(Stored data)
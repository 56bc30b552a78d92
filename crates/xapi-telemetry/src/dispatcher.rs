// Copyright 2023-Present Datadog, Inc. https://www.datadoghq.com/
// SPDX-License-Identifier: Apache-2.0

use std::sync::Arc;

use reqwest::Url;
use serde::ser::{Serialize, SerializeMap, Serializer};
use serde_json::Value;
use tracing::{debug, error, info};

use crate::error::DeliveryError;
use crate::identity::{IdentityCache, IdentitySnapshot};
use crate::status::{StatusAggregator, StatusRecord};
use crate::transport::{OutboundRequest, Transport};

/// Result of one dispatch: the collector's HTTP status or why delivery failed.
pub type DispatchOutcome = Result<u16, DeliveryError>;

/// A status change or event that triggered a dispatch.
#[derive(Debug, Clone, PartialEq)]
pub struct TelemetryEvent {
    pub name: String,
    pub value: Value,
}

impl TelemetryEvent {
    pub fn new(name: impl Into<String>, value: Value) -> Self {
        TelemetryEvent {
            name: name.into(),
            value,
        }
    }
}

/// Body of one POST. The event, when present, is keyed by its name next to `id` and `status`.
#[derive(Debug, Clone, PartialEq)]
pub struct Payload {
    pub id: IdentitySnapshot,
    pub status: StatusRecord,
    pub event: Option<TelemetryEvent>,
}

impl Serialize for Payload {
    fn serialize<S>(&self, serializer: S) -> Result<S::Ok, S::Error>
    where
        S: Serializer,
    {
        let len = if self.event.is_some() { 3 } else { 2 };
        let mut map = serializer.serialize_map(Some(len))?;
        map.serialize_entry("id", &self.id)?;
        map.serialize_entry("status", &self.status)?;
        if let Some(event) = &self.event {
            map.serialize_entry(&event.name, &event.value)?;
        }
        map.end()
    }
}

#[derive(Clone)]
pub struct Dispatcher {
    identity: IdentityCache,
    status: StatusAggregator,
    transport: Arc<dyn Transport>,
    telemetry_server: Url,
    access_token: String,
}

impl Dispatcher {
    pub fn new(
        identity: IdentityCache,
        status: StatusAggregator,
        transport: Arc<dyn Transport>,
        telemetry_server: Url,
        access_token: String,
    ) -> Self {
        Dispatcher {
            identity,
            status,
            transport,
            telemetry_server,
            access_token,
        }
    }

    /// Builds a payload from the cached identity and a fresh status record.
    pub async fn build_payload(&self, event: Option<TelemetryEvent>) -> Payload {
        Payload {
            id: self.identity.snapshot().await,
            status: self.status.collect_status().await,
            event,
        }
    }

    /// Sends one payload. Failures are logged and returned, never retried.
    pub async fn dispatch(&self, event: Option<TelemetryEvent>) -> DispatchOutcome {
        match &event {
            Some(event) => info!("Sending telemetry for {}", event.name),
            None => info!("Sending telemetry"),
        }

        let payload = self.build_payload(event).await;
        let outcome = self.send(&payload).await;
        match &outcome {
            Ok(status) => info!("Status: {status}"),
            Err(e) => error!("Failed to send telemetry: {e}"),
        }
        outcome
    }

    async fn send(&self, payload: &Payload) -> DispatchOutcome {
        let body = serde_json::to_string(payload)
            .map_err(|e| DeliveryError::Serialization(e.to_string()))?;
        debug!("Payload: {body}");
        self.transport
            .post(OutboundRequest {
                url: self.telemetry_server.clone(),
                access_token: self.access_token.clone(),
                body,
            })
            .await
    }
}

#[cfg(test)]
mod tests {
    use super::*;
    use crate::config::flags::{
        DeviceSensorFlags, IdentityFlags, PeripheralSensorFlags, StatusFlags,
    };
    use async_trait::async_trait;
    use serde_json::json;
    use std::sync::Mutex;
    use tracing_test::traced_test;
    use xapi_client::memory::MemoryXapi;

    #[derive(Default)]
    struct RecordingTransport {
        requests: Mutex<Vec<OutboundRequest>>,
        status: u16,
    }

    #[async_trait]
    impl Transport for RecordingTransport {
        async fn post(&self, request: OutboundRequest) -> Result<u16, DeliveryError> {
            self.requests.lock().unwrap().push(request);
            if self.status == 0 {
                Err(DeliveryError::Transport("connection refused".to_string()))
            } else {
                Ok(self.status)
            }
        }
    }

    fn dispatcher(transport: Arc<RecordingTransport>) -> Dispatcher {
        let xapi = Arc::new(MemoryXapi::new(json!({
            "Status": {
                "SystemUnit": {
                    "State": { "NumberOfActiveCalls": 2 },
                    "Hardware": { "Module": { "SerialNumber": "FOC1234ABCD" } }
                }
            }
        })));
        let identity = IdentityCache::new(
            xapi.clone(),
            IdentityFlags {
                serial_number: true,
                ..Default::default()
            },
        );
        let status = StatusAggregator::new(
            xapi,
            DeviceSensorFlags::default(),
            PeripheralSensorFlags::default(),
            StatusFlags {
                number_of_active_calls: true,
                ..Default::default()
            },
        );
        Dispatcher::new(
            identity,
            status,
            transport,
            Url::parse("https://collector.example.com/ingest").unwrap(),
            "secret".to_string(),
        )
    }

    #[test]
    fn test_payload_without_event() {
        let payload = Payload {
            id: IdentitySnapshot::from([("SerialNumber".to_string(), "FOC1".to_string())]),
            status: StatusRecord::new(),
            event: None,
        };
        assert_eq!(
            serde_json::to_value(&payload).unwrap(),
            json!({ "id": { "SerialNumber": "FOC1" }, "status": {} })
        );
    }

    #[test]
    fn test_payload_with_event() {
        let payload = Payload {
            id: IdentitySnapshot::new(),
            status: StatusRecord::from([("NumberOfActiveCalls".to_string(), json!(1))]),
            event: Some(TelemetryEvent::new("NumberOfActiveCalls", json!("1"))),
        };
        assert_eq!(
            serde_json::to_string(&payload).unwrap(),
            r#"{"id":{},"status":{"NumberOfActiveCalls":1},"NumberOfActiveCalls":"1"}"#
        );
    }

    #[tokio::test]
    #[traced_test]
    async fn test_dispatch_posts_payload() {
        let transport = Arc::new(RecordingTransport {
            status: 200,
            ..Default::default()
        });
        let dispatcher = dispatcher(transport.clone());
        dispatcher.identity.refresh_identity().await;

        let outcome = dispatcher
            .dispatch(Some(TelemetryEvent::new("BootEvent", json!({ "Level": "1" }))))
            .await;
        assert_eq!(outcome, Ok(200));
        assert!(logs_contain("Status: 200"));

        let requests = transport.requests.lock().unwrap();
        assert_eq!(requests.len(), 1);
        assert_eq!(requests[0].access_token, "secret");
        assert_eq!(requests[0].url.as_str(), "https://collector.example.com/ingest");
        let body: Value = serde_json::from_str(&requests[0].body).unwrap();
        assert_eq!(
            body,
            json!({
                "id": { "SerialNumber": "FOC1234ABCD" },
                "status": { "NumberOfActiveCalls": 2 },
                "BootEvent": { "Level": "1" }
            })
        );
    }

    #[tokio::test]
    #[traced_test]
    async fn test_dispatch_failure_is_logged() {
        let transport = Arc::new(RecordingTransport::default());
        let dispatcher = dispatcher(transport.clone());

        let outcome = dispatcher.dispatch(None).await;
        assert!(matches!(outcome, Err(DeliveryError::Transport(_))));
        assert!(logs_contain("Failed to send telemetry"));
        assert_eq!(transport.requests.lock().unwrap().len(), 1);
    }
}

» Exercise requirements:
Nothing but a number is expected here: the number of lines in the entries that include the word "derive".

» Response to this exercise:
4